On Report in the Lords, Baroness Neville-Rolfe indicated that a drop of £500 would not be disproportionate for someone previously entitled to a pension of £12,500—the implication is that there could be a fall in the pension paid ultimately. All I would say is that a 4% drop in income for somebody on a relatively small income—it is lower, after all, than what one would receive on the minimum wage—would be highly significant on that low income. To say that a 4% cut is not significant is hugely out of touch with the reality of many people’s lives.

The Government’s case is that a leaving payment of £95,000 or above is a large amount for any employee, but they are perpetrating the myth that people will actually receive that money. Employees on low to average incomes will never see a large amount, because the payment includes compensation paid to the pension scheme. In fact, some of them will never even receive their pension, so they will never see that money in any way, shape or form.

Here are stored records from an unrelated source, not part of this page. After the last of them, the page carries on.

//! Writing WEBP variants.

use crate::error::{ErrorKind, Result};
use exn::ResultExt;
use image::imageops::FilterType;
use image::{DynamicImage, GenericImageView};
use std::fs;
use std::path::Path;
use tracing::instrument;
use webp::Encoder;

/// Fully decodes the image at `path`.
pub fn open_image(path: &Path) -> Result<DynamicImage> {
    image::open(path).or_raise(|| ErrorKind::Decode(path.to_path_buf()))
}

/// Height matching `width` for an image of `source` dimensions, never zero.
pub fn scaled_height(source: (u32, u32), width: u32) -> u32 {
    let (source_width, source_height) = source;
    if source_width == 0 {
        return 1;
    }
    let height = (u64::from(source_height) * u64::from(width) + u64::from(source_width) / 2) / u64::from(source_width);
    u32::try_from(height).unwrap_or(u32::MAX).max(1)
}

/// Resizes `image` to `width` pixels wide, keeping its aspect ratio, and
/// writes it with [`write_webp`].
///
/// Returns the dimensions written.
#[instrument(level = "debug", skip(image), fields(target = %target.display()))]
pub fn write_webp_variant(image: &DynamicImage, width: u32, quality: u8, target: &Path) -> Result<(u32, u32)> {
    let height = scaled_height(image.dimensions(), width);
    write_webp(&image.resize_exact(width, height, FilterType::Lanczos3), quality, target)
}

/// Writes `image` unscaled as a lossy WEBP of the given quality (0 to 100)
/// to `target`, creating parent folders.
///
/// Returns the dimensions written.
#[instrument(level = "debug", skip(image), fields(target = %target.display()))]
pub fn write_webp(image: &DynamicImage, quality: u8, target: &Path) -> Result<(u32, u32)> {
    let (width, height) = image.dimensions();
    // libwebp only takes 8-bit RGB(A).
    let encoded = match image.color().has_alpha() {
        true => Encoder::from_rgba(image.to_rgba8().as_raw(), width, height).encode_simple(false, f32::from(quality.min(100))),
        false => Encoder::from_rgb(image.to_rgb8().as_raw(), width, height).encode_simple(false, f32::from(quality.min(100))),
    };
    let encoded = encoded.map_err(|err| {
        tracing::debug!(?err, "WEBP encoding failed");
        ErrorKind::Encode(target.to_path_buf())
    })?;
    if let Some(parent) = target.parent() {
        fs::create_dir_all(parent).map_err(|e| ErrorKind::from_io(e, parent))?;
    }
    fs::write(target, &*encoded).map_err(|e| ErrorKind::from_io(e, target))?;
    Ok((width, height))
}

/// Deletes the variant at `target` if there is one.
///
/// Returns whether a file was removed.
pub fn remove_variant(target: &Path) -> Result<bool> {
    match fs::remove_file(target) {
        Ok(()) => Ok(true),
        Err(err) if err.kind() == std::io::ErrorKind::NotFound => Ok(false),
        Err(err) => exn::bail!(ErrorKind::from_io(err, target)),
    }
}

The cap includes strain payments, and the pension shortfall is adjusted at the time of redundancy. Strain payments could make up a considerable amount of the £95,000. If so, long-serving, loyal workers could finish work with a significant shortfall in the amount that should have been allocated to them to deal with redundancy, unemployment and uncertainty. They will be left with little in their redundancy payment to pay for annuities to provide long-term security. I do not think that was the Government’s original intention, but the fact that they have refused to respond to the concern makes me wonder whether I am right about that.

We have been told that the Chancellor has withdrawn his pensions proposals, which would have raised £10 billion to pay down the deficit. In other words, he has moved swiftly so as not to offend better-off pensioners who might have been hit by the proposals. Why, then, will the Government not turn their hand to those who earn less than £27,000 a year, whose redundancy and access to a pension are threatened by the exit payment cap? The Chancellor has famously said that we are all in this together and that those with the broadest shoulders should bear the biggest burden, so the Government have a chance to prove that by supporting our amendment 15, which is, after all, based on their own words.

Amendment 16 would exclude from the provision employees of the companies listed in new schedule 1, which are operated by the private sector. Those who would be affected are principally employees of companies across the nuclear estate and elsewhere in the private sector, such as Magnox. Why are they affected by a measure that the Secretary of State told us on Second Reading is designed to hit “public sector fat cats”? According to the Secretary of State, Magnox workers who work in the private sector are “public sector fat cats”.